91影视

In this problem, the distance travelled by the moving system is determined by the product of the speed of the moving system and the time of the journey.

The time difference between the sound travel in air and concrete is \[\Delta t = 0.80\;{\rm{s}}\].

The standard value for the speed of sound in air and concrete from Table-12.1 are \({v_{{\rm{air}}}} = 343\;{\rm{m/s}}\) and \({v_{{\rm{concrete}}}} = 3000\;{\rm{m/s}}\) respectively.

The total distance travelled by the sound in air and concrete is equal.

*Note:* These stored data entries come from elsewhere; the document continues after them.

/// Listener context management
use super::core::{Core, Emitter};
use super::emitters::{emit_meta, process_queue};
use crate::error::EmitterError;
use crate::events::Event;
use crate::listener::{Listener, ListenerInfo};
use crate::types::{ContextStatus, Nice, REMOVE_LISTENER, SYNC};
use std::collections::VecDeque;
use std::rc::Rc;
use tracing::debug;

/// A listener invocation parked in a context queue.
pub(crate) struct QueuedJob {
    pub(crate) event: Event,
    pub(crate) listener: Rc<Listener>,
    pub(crate) nice: Nice,
}

/// Scheduling state shared by every listener attached to one context name.
pub(crate) struct ListenerContext {
    pub(crate) status: ContextStatus,
    pub(crate) nice: Nice,
    /// At most one async listener of the context runs at a time
    pub(crate) serial: bool,
    /// False while a serial context has a listener in flight
    pub(crate) ready: bool,
    pub(crate) queue: VecDeque<QueuedJob>,
}

impl Default for ListenerContext {
    fn default() -> Self {
        Self {
            status: ContextStatus::Enabled,
            nice: SYNC,
            serial: false,
            ready: true,
            queue: VecDeque::new(),
        }
    }
}

/// Options of [`Emitter::add_listener_context`]; unset fields keep their
/// current value (or the default when the context is created).
#[derive(Debug, Clone, Copy, Default, PartialEq, Eq)]
pub struct ContextOptions {
    pub nice: Option<Nice>,
    pub status: Option<ContextStatus>,
    pub serial: Option<bool>,
}

impl ContextOptions {
    pub fn nice(mut self, nice: Nice) -> Self {
        self.nice = Some(nice);
        self
    }

    pub fn status(mut self, status: ContextStatus) -> Self {
        self.status = Some(status);
        self
    }

    pub fn serial(mut self, serial: bool) -> Self {
        self.serial = Some(serial);
        self
    }
}

fn validate(name: &str) -> Result<(), EmitterError> {
    if name.is_empty() {
        return Err(EmitterError::InvalidContextName(name.to_string()));
    }
    Ok(())
}

/// Creates the context if missing, then applies `update` to it.
fn with_context<R>(core: &Rc<Core>, name: &str, update: impl FnOnce(&mut ListenerContext) -> R) -> R {
    let mut state = core.state.borrow_mut();
    let context = state.contexts.entry(name.to_string()).or_default();
    update(context)
}

impl Emitter {
    /// Creates or updates a listener context.
    ///
    /// Idempotent: options left unset keep their current value. Changing the
    /// status through this call does not drain a queue; use
    /// [`enable_listener_context`](Self::enable_listener_context) for that.
    pub fn add_listener_context(&self, name: &str, options: ContextOptions) -> Result<(), EmitterError> {
        validate(name)?;
        let core = self.core();
        with_context(&core, name, |context| {
            if let Some(nice) = options.nice {
                context.nice = nice;
            }
            if let Some(status) = options.status {
                context.status = status;
            }
            if let Some(serial) = options.serial {
                context.serial = serial;
            }
        });
        debug!(context = name, ?options, "listener context configured");
        Ok(())
    }

    /// Skips the context's listeners until it is enabled again; events
    /// emitted meanwhile are lost for them.
    pub fn disable_listener_context(&self, name: &str) -> Result<(), EmitterError> {
        self.set_context_status(name, ContextStatus::Disabled)
    }

    /// Parks the context's listener invocations until it is enabled again.
    pub fn queue_listener_context(&self, name: &str) -> Result<(), EmitterError> {
        self.set_context_status(name, ContextStatus::Queued)
    }

    /// Re-enables the context and drains its queue before returning.
    pub fn enable_listener_context(&self, name: &str) -> Result<(), EmitterError> {
        self.set_context_status(name, ContextStatus::Enabled)?;
        process_queue(&self.core(), name, false);
        Ok(())
    }

    fn set_context_status(&self, name: &str, status: ContextStatus) -> Result<(), EmitterError> {
        validate(name)?;
        let core = self.core();
        with_context(&core, name, |context| context.status = status);
        debug!(context = name, ?status, "listener context status changed");
        Ok(())
    }

    /// Makes the context admit one async listener at a time (or lifts it).
    ///
    /// Only affects later invocations; nothing is drained here.
    pub fn serialize_listener_context(&self, name: &str, serial: bool) -> Result<(), EmitterError> {
        validate(name)?;
        let core = self.core();
        with_context(&core, name, |context| context.serial = serial);
        debug!(context = name, serial, "listener context serialization changed");
        Ok(())
    }

    pub fn set_listener_context_nice(&self, name: &str, nice: Nice) -> Result<(), EmitterError> {
        validate(name)?;
        let core = self.core();
        with_context(&core, name, |context| context.nice = nice);
        Ok(())
    }

    /// Removes the context along with every listener attached to it.
    ///
    /// The removed listeners are reported in one `removeListener` emission.
    /// Queued jobs are dropped.
    pub fn destroy_listener_context(&self, name: &str) -> Result<(), EmitterError> {
        validate(name)?;
        let core = self.core();
        let removed = {
            let mut state = core.state.borrow_mut();
            let mut removed: Vec<ListenerInfo> = Vec::new();
            for (event, list) in state.listeners.iter_mut() {
                list.retain(|listener| {
                    if listener.context.as_deref() == Some(name) {
                        removed.push(listener.info(event));
                        false
                    } else {
                        true
                    }
                });
            }
            state.listeners.retain(|_, list| !list.is_empty());
            state.contexts.remove(name);
            removed
        };

        debug!(context = name, removed = removed.len(), "listener context destroyed");
        if !removed.is_empty() && core.has_listeners(REMOVE_LISTENER) {
            emit_meta(&core, REMOVE_LISTENER, ListenerInfo::to_args(&removed));
        }
        Ok(())
    }

    pub fn has_listener_context(&self, name: &str) -> bool {
        self.core().state.borrow().contexts.contains_key(name)
    }

    pub fn listener_context_status(&self, name: &str) -> Option<ContextStatus> {
        self.core().state.borrow().contexts.get(name).map(|context| context.status)
    }

    /// Number of invocations waiting in the context queue.
    pub fn queued_jobs(&self, name: &str) -> usize {
        self.core()
            .state
            .borrow()
            .contexts
            .get(name)
            .map_or(0, |context| context.queue.len())
    }
}

/// Creates a context on first reference by a listener.
pub(crate) fn ensure_context(core: &Rc<Core>, name: &str) {
    with_context(core, name, |_| ());
}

The time taken by the sound to travel in air is calculated below:

\(\begin{aligned}{c}{d_{{\rm{air}}}} = {d_{{\rm{concrete}}}}\\{v_{{\rm{air}}}}{t_{{\rm{air}}}} = {v_{{\rm{concrete}}}}{t_{{\rm{concrete}}}}\\{v_{{\rm{air}}}}{t_{{\rm{air}}}} = {v_{{\rm{concrete}}}}\left( {{t_{{\rm{air}}}} - \Delta t} \right)\\{t_{{\rm{air}}}} = \frac{{{v_{{\rm{concrete}}}}}}{{{v_{{\rm{concrete}}}} - {v_{{\rm{air}}}}}}\left( {\Delta t} \right)\end{aligned}\)

Here, \({d_{{\rm{air}}}}\) and \({d_{{\rm{concrete}}}}\) are the distance travelled by the sound in air and concrete, \({t_{{\rm{air}}}}\) and \({t_{{\rm{concrete}}}}\) are the time taken by the sound in air and concrete.

The total distance travelled by the sound is calculated below:

\(\begin{aligned}{c}d = {v_{{\rm{air}}}}{t_{{\rm{air}}}}\\ = {v_{{\rm{air}}}}\left[ {\frac{{{v_{{\rm{concrete}}}}}}{{{v_{{\rm{concrete}}}} - {v_{{\rm{air}}}}}}\left( {\Delta t} \right)} \right]\end{aligned}\)

Substitute the values in the above equation.

\(\begin{aligned}{c} = 343\;{\rm{m/s}}\left[ {\frac{{3000\;{\rm{m/s}}}}{{3000\;{\rm{m/s}} - 343\;{\rm{m/s}}}}\left( {0.80\;{\rm{s}}} \right)} \right]\\ = 309.82\;{\rm{m}}\end{aligned}\)

Hence, the distance between the person and impact occur is \(309.82\;{\rm{m}}\).